Source information below:

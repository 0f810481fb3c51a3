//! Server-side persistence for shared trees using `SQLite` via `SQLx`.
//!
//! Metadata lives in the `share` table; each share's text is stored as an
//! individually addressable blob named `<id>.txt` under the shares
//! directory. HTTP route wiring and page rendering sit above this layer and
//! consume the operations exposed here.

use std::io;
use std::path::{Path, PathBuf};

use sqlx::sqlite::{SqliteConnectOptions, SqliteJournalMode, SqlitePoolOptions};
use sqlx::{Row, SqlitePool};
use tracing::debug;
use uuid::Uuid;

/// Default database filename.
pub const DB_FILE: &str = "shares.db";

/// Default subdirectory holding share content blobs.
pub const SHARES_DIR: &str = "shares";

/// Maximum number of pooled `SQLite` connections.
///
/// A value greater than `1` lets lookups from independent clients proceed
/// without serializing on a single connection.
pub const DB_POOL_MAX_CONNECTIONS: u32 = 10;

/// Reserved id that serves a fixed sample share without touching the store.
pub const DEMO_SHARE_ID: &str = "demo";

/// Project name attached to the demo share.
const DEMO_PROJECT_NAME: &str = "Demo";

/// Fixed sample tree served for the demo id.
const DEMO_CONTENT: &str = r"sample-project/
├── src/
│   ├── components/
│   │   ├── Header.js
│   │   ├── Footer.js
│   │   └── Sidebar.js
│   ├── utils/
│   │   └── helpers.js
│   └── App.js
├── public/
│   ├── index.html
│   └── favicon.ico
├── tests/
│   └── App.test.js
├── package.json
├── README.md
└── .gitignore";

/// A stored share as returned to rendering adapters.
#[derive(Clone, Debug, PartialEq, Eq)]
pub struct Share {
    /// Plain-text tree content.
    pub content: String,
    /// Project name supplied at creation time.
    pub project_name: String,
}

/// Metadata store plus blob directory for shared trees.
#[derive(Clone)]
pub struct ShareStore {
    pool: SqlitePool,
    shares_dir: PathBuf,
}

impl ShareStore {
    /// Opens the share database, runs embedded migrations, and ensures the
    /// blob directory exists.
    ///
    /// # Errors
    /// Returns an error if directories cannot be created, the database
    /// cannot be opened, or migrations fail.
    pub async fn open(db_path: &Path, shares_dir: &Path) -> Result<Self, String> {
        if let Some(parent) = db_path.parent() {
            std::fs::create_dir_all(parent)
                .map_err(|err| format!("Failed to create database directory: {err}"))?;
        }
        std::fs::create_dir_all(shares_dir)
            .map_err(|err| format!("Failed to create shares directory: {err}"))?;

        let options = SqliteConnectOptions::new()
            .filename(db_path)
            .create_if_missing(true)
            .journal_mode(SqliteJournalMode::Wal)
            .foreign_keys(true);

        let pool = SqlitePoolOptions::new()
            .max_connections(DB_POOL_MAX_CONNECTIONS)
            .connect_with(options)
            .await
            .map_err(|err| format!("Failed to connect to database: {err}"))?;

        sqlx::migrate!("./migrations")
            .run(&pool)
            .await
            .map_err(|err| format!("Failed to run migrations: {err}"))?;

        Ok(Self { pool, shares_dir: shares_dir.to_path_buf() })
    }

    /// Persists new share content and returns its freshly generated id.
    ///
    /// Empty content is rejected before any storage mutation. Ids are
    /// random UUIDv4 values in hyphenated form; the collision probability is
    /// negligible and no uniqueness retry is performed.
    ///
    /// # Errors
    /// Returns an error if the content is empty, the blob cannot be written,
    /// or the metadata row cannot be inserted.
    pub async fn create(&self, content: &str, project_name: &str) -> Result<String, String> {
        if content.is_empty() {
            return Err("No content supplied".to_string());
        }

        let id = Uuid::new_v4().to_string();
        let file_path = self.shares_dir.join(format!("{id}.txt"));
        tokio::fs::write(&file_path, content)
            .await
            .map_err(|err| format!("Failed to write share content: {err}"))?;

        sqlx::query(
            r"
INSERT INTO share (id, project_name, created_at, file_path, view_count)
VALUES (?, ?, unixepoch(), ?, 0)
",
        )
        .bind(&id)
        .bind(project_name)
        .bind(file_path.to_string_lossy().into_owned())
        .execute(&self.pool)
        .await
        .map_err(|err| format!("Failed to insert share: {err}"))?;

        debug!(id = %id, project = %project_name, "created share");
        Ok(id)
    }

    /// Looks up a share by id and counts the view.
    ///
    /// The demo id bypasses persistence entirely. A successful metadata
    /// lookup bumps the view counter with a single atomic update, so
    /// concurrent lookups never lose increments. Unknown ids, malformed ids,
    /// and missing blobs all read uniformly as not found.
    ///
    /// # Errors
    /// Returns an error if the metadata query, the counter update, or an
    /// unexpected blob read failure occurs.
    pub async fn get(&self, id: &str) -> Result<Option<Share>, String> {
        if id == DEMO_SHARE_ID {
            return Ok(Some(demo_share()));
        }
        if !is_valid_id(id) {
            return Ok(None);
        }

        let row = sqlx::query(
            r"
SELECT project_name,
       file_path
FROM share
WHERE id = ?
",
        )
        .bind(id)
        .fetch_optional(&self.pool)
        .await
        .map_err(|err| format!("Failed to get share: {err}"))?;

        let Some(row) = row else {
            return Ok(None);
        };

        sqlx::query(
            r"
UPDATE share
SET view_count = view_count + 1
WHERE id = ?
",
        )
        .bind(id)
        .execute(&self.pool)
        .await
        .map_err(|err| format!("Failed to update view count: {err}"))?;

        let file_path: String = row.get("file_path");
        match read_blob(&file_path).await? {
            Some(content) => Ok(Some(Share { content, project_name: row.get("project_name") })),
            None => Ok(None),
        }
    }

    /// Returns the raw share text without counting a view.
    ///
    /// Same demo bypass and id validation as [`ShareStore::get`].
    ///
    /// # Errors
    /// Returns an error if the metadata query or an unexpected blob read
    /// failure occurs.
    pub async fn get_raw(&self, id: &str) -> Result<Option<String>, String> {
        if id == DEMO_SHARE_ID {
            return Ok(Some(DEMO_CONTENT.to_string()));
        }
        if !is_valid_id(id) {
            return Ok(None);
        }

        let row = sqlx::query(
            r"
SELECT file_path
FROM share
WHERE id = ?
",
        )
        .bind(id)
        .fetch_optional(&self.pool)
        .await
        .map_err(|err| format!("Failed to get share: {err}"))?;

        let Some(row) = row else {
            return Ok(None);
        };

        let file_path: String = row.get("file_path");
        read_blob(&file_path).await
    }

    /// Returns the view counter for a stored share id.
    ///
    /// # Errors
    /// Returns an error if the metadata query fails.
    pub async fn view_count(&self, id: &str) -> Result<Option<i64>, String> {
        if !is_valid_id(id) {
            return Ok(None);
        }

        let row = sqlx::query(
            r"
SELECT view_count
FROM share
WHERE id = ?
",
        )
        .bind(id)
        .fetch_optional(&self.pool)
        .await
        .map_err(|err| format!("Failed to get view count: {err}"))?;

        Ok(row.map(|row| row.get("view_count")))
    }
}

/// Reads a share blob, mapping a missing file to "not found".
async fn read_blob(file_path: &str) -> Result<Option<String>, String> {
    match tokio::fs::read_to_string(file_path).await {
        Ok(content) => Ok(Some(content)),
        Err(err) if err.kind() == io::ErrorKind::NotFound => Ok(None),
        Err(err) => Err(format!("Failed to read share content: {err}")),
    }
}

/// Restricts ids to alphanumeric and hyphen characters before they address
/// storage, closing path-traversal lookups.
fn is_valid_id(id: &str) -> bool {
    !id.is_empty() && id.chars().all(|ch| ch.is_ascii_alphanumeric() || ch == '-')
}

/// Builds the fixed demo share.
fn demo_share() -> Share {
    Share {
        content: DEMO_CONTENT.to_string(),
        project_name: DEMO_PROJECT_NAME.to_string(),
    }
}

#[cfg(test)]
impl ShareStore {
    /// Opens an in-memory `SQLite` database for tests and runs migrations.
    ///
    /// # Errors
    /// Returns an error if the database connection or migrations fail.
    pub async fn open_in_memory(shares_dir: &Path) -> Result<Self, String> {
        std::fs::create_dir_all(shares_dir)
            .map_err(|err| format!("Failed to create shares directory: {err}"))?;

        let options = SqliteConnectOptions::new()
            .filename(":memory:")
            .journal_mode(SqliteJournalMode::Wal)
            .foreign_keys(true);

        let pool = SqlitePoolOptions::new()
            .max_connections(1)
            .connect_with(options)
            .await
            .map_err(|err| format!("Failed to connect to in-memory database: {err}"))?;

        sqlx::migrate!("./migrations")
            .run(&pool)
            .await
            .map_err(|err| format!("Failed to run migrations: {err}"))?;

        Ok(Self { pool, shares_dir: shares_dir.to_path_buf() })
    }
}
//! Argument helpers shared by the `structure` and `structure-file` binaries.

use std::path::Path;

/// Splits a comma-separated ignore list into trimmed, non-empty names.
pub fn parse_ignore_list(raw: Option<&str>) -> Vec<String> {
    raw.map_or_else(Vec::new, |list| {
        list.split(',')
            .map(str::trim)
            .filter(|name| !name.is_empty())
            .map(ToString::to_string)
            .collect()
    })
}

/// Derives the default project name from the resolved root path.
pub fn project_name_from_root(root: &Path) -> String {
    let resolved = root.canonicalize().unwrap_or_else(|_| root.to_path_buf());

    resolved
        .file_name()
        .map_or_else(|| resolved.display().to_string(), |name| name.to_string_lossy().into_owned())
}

End of Source information.
Source information below:

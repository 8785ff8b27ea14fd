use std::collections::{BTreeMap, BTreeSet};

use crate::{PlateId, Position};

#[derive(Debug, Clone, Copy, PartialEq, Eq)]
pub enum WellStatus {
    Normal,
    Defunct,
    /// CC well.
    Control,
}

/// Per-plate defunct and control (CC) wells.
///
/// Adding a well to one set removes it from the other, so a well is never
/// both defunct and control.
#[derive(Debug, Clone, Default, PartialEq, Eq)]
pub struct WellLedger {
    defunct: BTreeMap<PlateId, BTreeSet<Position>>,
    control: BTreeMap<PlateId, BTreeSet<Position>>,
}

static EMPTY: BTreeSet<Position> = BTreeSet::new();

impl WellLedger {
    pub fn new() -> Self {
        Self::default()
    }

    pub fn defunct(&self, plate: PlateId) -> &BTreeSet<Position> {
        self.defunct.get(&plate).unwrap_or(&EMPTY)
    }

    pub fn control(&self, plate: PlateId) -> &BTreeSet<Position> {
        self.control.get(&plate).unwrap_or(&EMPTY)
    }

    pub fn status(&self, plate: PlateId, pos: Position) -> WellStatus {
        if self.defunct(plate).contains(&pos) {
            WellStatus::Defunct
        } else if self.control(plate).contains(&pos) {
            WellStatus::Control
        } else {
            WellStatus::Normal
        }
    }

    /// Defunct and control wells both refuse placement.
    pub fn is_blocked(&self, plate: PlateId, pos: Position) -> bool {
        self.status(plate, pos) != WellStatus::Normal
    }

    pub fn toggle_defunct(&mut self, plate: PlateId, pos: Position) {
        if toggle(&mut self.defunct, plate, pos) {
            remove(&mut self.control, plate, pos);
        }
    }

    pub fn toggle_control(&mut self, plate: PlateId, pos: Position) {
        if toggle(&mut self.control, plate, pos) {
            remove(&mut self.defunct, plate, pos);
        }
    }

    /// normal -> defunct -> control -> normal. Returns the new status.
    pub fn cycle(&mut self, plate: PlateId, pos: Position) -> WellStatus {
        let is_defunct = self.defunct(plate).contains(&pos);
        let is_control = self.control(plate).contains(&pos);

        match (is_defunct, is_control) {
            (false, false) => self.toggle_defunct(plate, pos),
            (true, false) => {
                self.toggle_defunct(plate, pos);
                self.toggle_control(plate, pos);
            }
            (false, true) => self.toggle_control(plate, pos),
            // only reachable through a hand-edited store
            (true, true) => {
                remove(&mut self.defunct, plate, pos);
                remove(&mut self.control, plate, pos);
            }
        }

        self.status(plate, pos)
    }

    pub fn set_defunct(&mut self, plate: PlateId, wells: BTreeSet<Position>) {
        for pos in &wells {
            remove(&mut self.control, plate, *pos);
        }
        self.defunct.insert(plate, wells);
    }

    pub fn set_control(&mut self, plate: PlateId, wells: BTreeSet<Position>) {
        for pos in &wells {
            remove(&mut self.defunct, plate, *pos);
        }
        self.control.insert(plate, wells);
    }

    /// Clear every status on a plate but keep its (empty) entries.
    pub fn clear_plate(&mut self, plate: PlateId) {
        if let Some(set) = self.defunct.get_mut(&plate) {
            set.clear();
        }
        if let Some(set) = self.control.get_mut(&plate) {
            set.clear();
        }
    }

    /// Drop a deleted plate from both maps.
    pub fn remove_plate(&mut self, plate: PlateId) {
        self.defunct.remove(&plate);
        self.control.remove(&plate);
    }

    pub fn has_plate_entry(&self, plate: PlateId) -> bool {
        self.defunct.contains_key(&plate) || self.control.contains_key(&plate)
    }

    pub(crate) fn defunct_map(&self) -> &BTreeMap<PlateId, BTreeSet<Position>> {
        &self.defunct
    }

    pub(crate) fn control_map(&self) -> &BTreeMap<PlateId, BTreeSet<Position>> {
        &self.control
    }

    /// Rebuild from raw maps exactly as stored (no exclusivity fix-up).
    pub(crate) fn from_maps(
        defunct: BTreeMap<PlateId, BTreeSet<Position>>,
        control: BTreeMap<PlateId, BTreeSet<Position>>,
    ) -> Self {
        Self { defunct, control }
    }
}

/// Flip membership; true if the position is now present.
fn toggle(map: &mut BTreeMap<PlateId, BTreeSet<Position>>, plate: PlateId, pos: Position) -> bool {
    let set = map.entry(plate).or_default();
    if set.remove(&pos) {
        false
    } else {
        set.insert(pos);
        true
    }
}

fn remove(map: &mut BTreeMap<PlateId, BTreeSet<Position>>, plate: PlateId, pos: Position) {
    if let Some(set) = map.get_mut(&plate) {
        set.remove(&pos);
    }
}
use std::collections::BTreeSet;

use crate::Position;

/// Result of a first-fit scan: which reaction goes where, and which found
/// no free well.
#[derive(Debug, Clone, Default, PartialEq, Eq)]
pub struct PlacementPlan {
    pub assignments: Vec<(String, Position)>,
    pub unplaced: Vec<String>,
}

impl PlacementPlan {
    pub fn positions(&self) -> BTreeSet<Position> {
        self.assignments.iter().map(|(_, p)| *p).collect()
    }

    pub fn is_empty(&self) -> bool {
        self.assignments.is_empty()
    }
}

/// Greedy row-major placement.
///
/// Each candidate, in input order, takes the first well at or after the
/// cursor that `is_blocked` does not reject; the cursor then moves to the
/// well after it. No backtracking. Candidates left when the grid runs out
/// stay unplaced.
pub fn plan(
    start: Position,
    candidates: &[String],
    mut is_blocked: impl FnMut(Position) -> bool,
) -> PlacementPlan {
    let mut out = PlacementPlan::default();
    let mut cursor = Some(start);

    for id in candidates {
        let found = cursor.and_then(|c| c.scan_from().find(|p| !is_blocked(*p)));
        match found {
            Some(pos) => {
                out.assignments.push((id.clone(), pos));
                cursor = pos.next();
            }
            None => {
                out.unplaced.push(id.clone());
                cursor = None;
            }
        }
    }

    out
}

End of Source information.
Source information below:

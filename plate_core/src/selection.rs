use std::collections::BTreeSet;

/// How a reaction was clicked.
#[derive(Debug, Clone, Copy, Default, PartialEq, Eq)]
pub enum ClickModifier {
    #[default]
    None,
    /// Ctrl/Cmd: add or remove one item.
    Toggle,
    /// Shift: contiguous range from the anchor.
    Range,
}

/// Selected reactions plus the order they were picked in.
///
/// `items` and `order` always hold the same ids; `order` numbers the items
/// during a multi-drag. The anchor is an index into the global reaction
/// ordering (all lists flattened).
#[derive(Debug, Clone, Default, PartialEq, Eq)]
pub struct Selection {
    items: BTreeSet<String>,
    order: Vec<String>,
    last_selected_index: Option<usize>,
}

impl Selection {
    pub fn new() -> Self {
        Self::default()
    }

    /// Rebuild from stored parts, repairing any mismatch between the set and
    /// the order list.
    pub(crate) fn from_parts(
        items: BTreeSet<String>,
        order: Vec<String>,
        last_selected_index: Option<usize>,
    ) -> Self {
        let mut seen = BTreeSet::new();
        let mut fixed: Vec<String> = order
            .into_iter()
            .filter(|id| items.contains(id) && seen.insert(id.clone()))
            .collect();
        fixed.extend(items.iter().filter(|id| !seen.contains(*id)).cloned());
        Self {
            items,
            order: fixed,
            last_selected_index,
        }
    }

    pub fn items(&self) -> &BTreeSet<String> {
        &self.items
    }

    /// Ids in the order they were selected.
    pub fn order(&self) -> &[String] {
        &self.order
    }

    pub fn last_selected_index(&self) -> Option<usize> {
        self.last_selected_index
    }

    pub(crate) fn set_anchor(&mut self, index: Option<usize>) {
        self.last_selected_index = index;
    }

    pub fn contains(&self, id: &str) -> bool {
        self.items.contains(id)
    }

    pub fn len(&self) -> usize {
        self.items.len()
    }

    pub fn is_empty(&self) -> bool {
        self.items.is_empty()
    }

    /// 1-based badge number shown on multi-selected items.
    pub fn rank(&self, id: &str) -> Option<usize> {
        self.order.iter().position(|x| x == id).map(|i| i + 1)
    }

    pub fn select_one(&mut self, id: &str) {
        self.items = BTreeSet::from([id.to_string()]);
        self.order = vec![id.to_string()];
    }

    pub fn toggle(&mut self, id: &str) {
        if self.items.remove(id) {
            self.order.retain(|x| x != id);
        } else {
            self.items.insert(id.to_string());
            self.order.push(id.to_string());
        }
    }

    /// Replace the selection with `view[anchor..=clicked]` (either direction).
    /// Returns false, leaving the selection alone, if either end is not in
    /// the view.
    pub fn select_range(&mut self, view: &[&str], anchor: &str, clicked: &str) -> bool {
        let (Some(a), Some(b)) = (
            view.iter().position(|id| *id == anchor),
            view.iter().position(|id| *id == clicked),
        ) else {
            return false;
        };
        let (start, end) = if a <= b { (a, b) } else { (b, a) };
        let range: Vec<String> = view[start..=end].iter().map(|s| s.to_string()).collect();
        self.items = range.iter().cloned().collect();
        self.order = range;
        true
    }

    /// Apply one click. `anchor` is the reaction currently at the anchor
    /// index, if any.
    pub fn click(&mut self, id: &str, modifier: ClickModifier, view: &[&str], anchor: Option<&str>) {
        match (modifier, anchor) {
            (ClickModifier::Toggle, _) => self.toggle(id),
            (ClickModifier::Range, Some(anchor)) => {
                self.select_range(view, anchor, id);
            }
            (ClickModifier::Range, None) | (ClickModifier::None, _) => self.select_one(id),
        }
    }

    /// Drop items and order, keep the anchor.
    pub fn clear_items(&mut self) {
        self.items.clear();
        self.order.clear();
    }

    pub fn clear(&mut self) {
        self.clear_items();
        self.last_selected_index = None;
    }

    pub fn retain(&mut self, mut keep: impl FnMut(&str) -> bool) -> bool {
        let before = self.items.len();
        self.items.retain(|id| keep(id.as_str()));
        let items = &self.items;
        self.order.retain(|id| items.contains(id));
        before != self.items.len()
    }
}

End of Source information.

*Activity*.
How many lines in the records contain the string "WellLedger"? Give the number by itself.

*Solution to this task*.
2